If you try and seperate the guilt as to why Daddy is not there in the same capacity he was before it may help you deal with this as sleep problem more than a "OMG, what have we/I done to our/my poor son". Like most things in childhood - this is another phase and if handled properly now - will be just a phase. Dont beat yourself up over this.

Whatnext074 · 28/10/2013 16:53

It sounds very 'supernanny' (but it was in the days before supernanny), but one thing that worked for me was sticker charts. This can work for so many different situations with toddlers but in your case the most important thing at the moment sounds like the sleeping issue.

Involve your DS in it.

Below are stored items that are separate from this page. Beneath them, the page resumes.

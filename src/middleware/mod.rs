//! Middleware layer.
//!
//! Middleware runs around resource handlers and is the place for
//! cross-cutting concerns: authentication checks, request tracing, header
//! inspection. It is attached either to the whole [`Api`](crate::Api) or to
//! one verb of one [`Endpoint`](crate::Endpoint):
//!
//! ```rust
//! use astor_restful::{ApiError, Request, middleware::Trace};
//! use http::StatusCode;
//!
//! fn require_token(req: &Request) -> Result<(), ApiError> {
//!     match req.header("authorization") {
//!         Some(_) => Ok(()),
//!         None => Err(ApiError::status(StatusCode::UNAUTHORIZED)),
//!     }
//! }
//! # let _ = (require_token, Trace);
//! ```
//!
//! `before` hooks run in order, API-wide middleware first, then the verb's
//! own list in registration order. The first error short-circuits the chain
//! and is rendered like a handler error. `after` hooks of every middleware
//! whose `before` succeeded run in reverse order once the response exists.

mod trace;

use std::time::Duration;

use crate::api_error::ApiError;
use crate::request::Request;
use crate::response::Response;

pub use trace::Trace;

pub trait Middleware: Send + Sync + 'static {
    fn before(&self, _req: &Request) -> Result<(), ApiError> {
        Ok(())
    }

    fn after(&self, _req: &Request, _res: &Response, _latency: Duration) {}
}

/// Plain functions work as `before`-only middleware.
impl<F> Middleware for F
where
    F: Fn(&Request) -> Result<(), ApiError> + Send + Sync + 'static,
{
    fn before(&self, req: &Request) -> Result<(), ApiError> {
        self(req)
    }
}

If he reduces the amount of times he wakes up then praise him in the morning and let him put a sticker on his chart. Toddlers respond to visuals so involving him and letting him see how well he is doing with the sleep.

Hard I know, believe me, but try not to go to him straight away when he wakes up, gradually increase the amount of time you leave to go to him. Obviously reassure him before bedtime that you are in the next room but by him having a special teddy - maybe go together to shop for one and call him bedtime bear - then tell him when he wakes, cuddle bedtime bear and he will help him sleep.

Poor love, he must be exhausted too.

bibliomania · 28/10/2013 16:57

I'm with you in acknowledging the sadness of daddy not being there. When my dd got like this, I use to sing (at her request) "My bonnie lies over the ocean" but changing bonnie to daddy. Done in a very mournful, waily voice. Ah the comfort of art. Well, not really, but it really seemed to settle her.